New alleles and transgenes

The self-excision cassette (SEC) method was used to generate CRISPR alleles (Dickinson et al., 2015). GFP or ZF::GFP alleles also contain 3× FLAG and TagRFP-T alleles also contain 3× Myc. The plasmid pDD162 used to deliver Cas9 and each sgRNA was modified (Q5 Site-Directed Mutagenesis Kit, NEB) to insert the appropriate sgRNA guide sequence for each CRISPR edit. The repair template was generated by PCR-amplifying appropriate homology arm sequences for an N-terminal, C-terminal, or internal fluorophore insertions (Phusion High-Fidelity DNA polymerase, Thermo Scientific) and cloned into an SEC backbone plasmid (NEBuilder HiFi DNA Assembly Master Mix, NEB). The modified Cas9/sgRNA plasmid, repair template, and pBS were injected at 50 ng/μL each into N2 or zif-1(gk117) mutant 1-day-old adult worms. Injected worms were recovered and treated according to published protocols to isolate independent CRISPR edit events and excise the SEC. One exception is the PAR-6::tagRFP allele, for which the SEC was not excised. New CRISPR alleles were backcrossed at least twice before being used for subsequent experiments. The internal in-frame placement of the fluorophore in PAR-3 tags all isoforms without causing an obvious phenotype. PAR-6 was tagged at the C-terminus with ZF::GFP and ZF::GFP₁₁. Both ZF-tagged par-6 alleles resulted in fully penetrant larval arrest when degraded in the intestine (Figure 6A). sgRNA and homology arm sequences, plasmids, and primers used in constructing new CRISPR alleles are listed in Supplementary file 1.

Integrated and extrachromosomal arrays wowIs3[ifb-2p::zif-1] (IV or V) was derived by spontaneous integration of the extrachromosomal array wowEx34 (Sallee et al., 2018). wowIs28[elt-2p::zif-1] (II) was derived by spontaneous integration of an extrachromosomal array carrying SA109 (elt-2p::zif-1 at 50 ng/μL, Armenti et al., 2014), pJF248 (end-1p::histone::mCherry at 50 ng/μL), pCFJ90 (myo-2p::mCherry at 2.5 ng/μL, Frøkjaer-Jensen et al., 2008), and pBS (47.5 ng/μL).

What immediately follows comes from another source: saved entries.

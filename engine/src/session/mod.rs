//! Session Store
//!
//! Process-wide map from a WhatsApp sender id to that sender's conversation.
//! Each session sits behind its own mutex: the webhook holds it for a whole
//! conversation step, so messages from one user are applied one at a time
//! while different users proceed in parallel. The outer map lock is only held
//! long enough to find or insert a handle.

use sdk::{cart_total, CartLine, MenuItem, OrderDraft};
use std::collections::HashMap;
use std::sync::Arc;
use std::time::{Duration, Instant};
use tokio::sync::{Mutex, RwLock};
use tracing::debug;

use crate::conversation::ConversationState;

/// Shared, per-user locked session
pub type SessionHandle = Arc<Mutex<Session>>;

/// Conversation state for one user
#[derive(Debug, Clone)]
pub struct Session {
    pub user_id: String,
    pub state: ConversationState,
    pub cart: Vec<CartLine>,
    pub draft: OrderDraft,
    /// Category chosen in the last category prompt
    pub category: Option<String>,
    pub last_selected_item: Option<MenuItem>,
    /// Cart line targeted by quantity edits
    pub active_line: Option<usize>,
    last_seen: Instant,
}

impl Session {
    /// Fresh session in `Welcome` with an empty cart
    pub fn new(user_id: impl Into<String>) -> Self {
        Self {
            user_id: user_id.into(),
            state: ConversationState::Welcome,
            cart: Vec::new(),
            draft: OrderDraft::default(),
            category: None,
            last_selected_item: None,
            active_line: None,
            last_seen: Instant::now(),
        }
    }

    /// Discard cart and draft, back to `Welcome`
    pub fn reset(&mut self) {
        let user_id = std::mem::take(&mut self.user_id);
        *self = Self::new(user_id);
    }

    /// Record activity
    pub fn touch(&mut self) {
        self.last_seen = Instant::now();
    }

    pub fn idle_for(&self) -> Duration {
        self.last_seen.elapsed()
    }

    /// Cart total, recomputed from current lines
    pub fn total(&self) -> u64 {
        cart_total(&self.cart)
    }

    /// The line quantity edits apply to
    pub fn active_line_mut(&mut self) -> Option<&mut CartLine> {
        self.active_line.and_then(|idx| self.cart.get_mut(idx))
    }
}

/// Concurrent get-or-create store of sessions
#[derive(Debug, Default)]
pub struct SessionStore {
    sessions: RwLock<HashMap<String, SessionHandle>>,
    idle_timeout: Option<Duration>,
}

impl SessionStore {
    /// Create a store whose sessions never expire
    pub fn new() -> Self {
        Self::default()
    }

    /// Create a store that resets sessions idle longer than `timeout`
    pub fn with_idle_timeout(timeout: Option<Duration>) -> Self {
        Self {
            sessions: RwLock::new(HashMap::new()),
            idle_timeout: timeout,
        }
    }

    /// Return the user's session, creating a `Welcome` session on first contact.
    ///
    /// A session idle past the configured timeout is reset in place. A session
    /// currently locked by another request is in use and never expires.
    pub async fn get(&self, user_id: &str) -> SessionHandle {
        let existing = {
            let sessions = self.sessions.read().await;
            sessions.get(user_id).cloned()
        };

        let handle = match existing {
            Some(handle) => handle,
            None => {
                let mut sessions = self.sessions.write().await;
                if let Some(timeout) = self.idle_timeout {
                    Self::evict_idle(&mut sessions, timeout);
                }
                // First observer wins if two requests raced past the read lock
                Arc::clone(sessions.entry(user_id.to_string()).or_insert_with(|| {
                    debug!("Creating session for {}", user_id);
                    Arc::new(Mutex::new(Session::new(user_id)))
                }))
            }
        };

        if let Some(timeout) = self.idle_timeout {
            if let Ok(mut session) = handle.try_lock() {
                if session.idle_for() >= timeout {
                    debug!("Session for {} expired after {:?}", user_id, timeout);
                    session.reset();
                }
            }
        }

        handle
    }

    /// Drop every idle session nobody holds. Returns how many were removed.
    pub async fn evict_expired(&self) -> usize {
        match self.idle_timeout {
            Some(timeout) => Self::evict_idle(&mut *self.sessions.write().await, timeout),
            None => 0,
        }
    }

    // Caller holds the write lock, so no new handle can be cloned meanwhile.
    fn evict_idle(sessions: &mut HashMap<String, SessionHandle>, timeout: Duration) -> usize {
        let before = sessions.len();
        sessions.retain(|_, handle| {
            let idle = Arc::strong_count(handle) == 1
                && handle
                    .try_lock()
                    .map(|session| session.idle_for() >= timeout)
                    .unwrap_or(false);
            !idle
        });
        let evicted = before - sessions.len();
        if evicted > 0 {
            debug!("Evicted {} idle sessions", evicted);
        }
        evicted
    }

    /// Replace the user's session with a fresh `Welcome` one
    pub async fn reset(&self, user_id: &str) {
        let handle = self.get(user_id).await;
        handle.lock().await.reset();
    }

    pub async fn contains(&self, user_id: &str) -> bool {
        self.sessions.read().await.contains_key(user_id)
    }

    /// Number of known sessions
    pub async fn len(&self) -> usize {
        self.sessions.read().await.len()
    }

    pub async fn is_empty(&self) -> bool {
        self.len().await == 0
    }
}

The YFP::ACT-5 transgene opIs310 was genetically linked to wowIs3, so wowIs28[elt-2p::zif-1] (II) was used instead for intestine-specific ZIF-1 expression.

An extrachromosomal array driving late degradation of PAR-6 in the embryonic intestine was generated by injecting pAL29 (asp-1p::zif-1 at 50 ng/μL), pCFJ90 (2.5 ng/μL), and pBS (47.5 ng/μL) into young adult zif-1(0) hermaphrodites. The 3 kb asp-1 promoter for pAL29 came from pJM481, a gift from James McGhee. Extrachromosomal arrays were also generated to provide intestine-specific expression of wild-type or mutant PKC-3. The plasmid pMS252 containing elt-2p::bfp::pkc-3::unc-54 3′UTR was generated by PCR-amplifying pkc-3 from N2 wild-type genomic DNA and the unc-54 3′UTR sequence from pSA109 with Phusion DNA polymerase, and using the NEBuilder Assembly Mix, PCR products were cloned into a plasmid carrying elt-2p::bfp (pMP27) digested with AfeI and XmaI. Mutations were introduced by Q5 mutagenesis to make pMS259 carrying a PKC-3(G336N) mutation (forward primer: ATTCGTTCCTaatGGTGATCTGATG; reverse primer: TCGATGACAAAGAACAGG), pMS264 carrying a PKC-3(K282A) mutation (forward primer: CGCGATAgcAATTATCAAAAA; reverse primer: TAAATTTGACGAGTTGAAACATG), and pMS260 carrying a deletion of the PKC-3 N-terminus carrying the PB1 domain (forward primer: AAACCAGAGCTGCCCGGG; reverse primer: AGCGCTGTTGAGCTTGTGTC). For the PKC-3 rescue assay, elt-2p::bfp::pkc-3 gDNA plasmids were each injected at 10 ng/μL into JLF148 or JLF155 young adult hermaphrodites along with pBS (115 ng/μL) as carrier DNA and unc-122p::GFP (25 ng/μL) to mark the coelomocytes, and independent lines were isolated and crossed into JLF491 to test for function.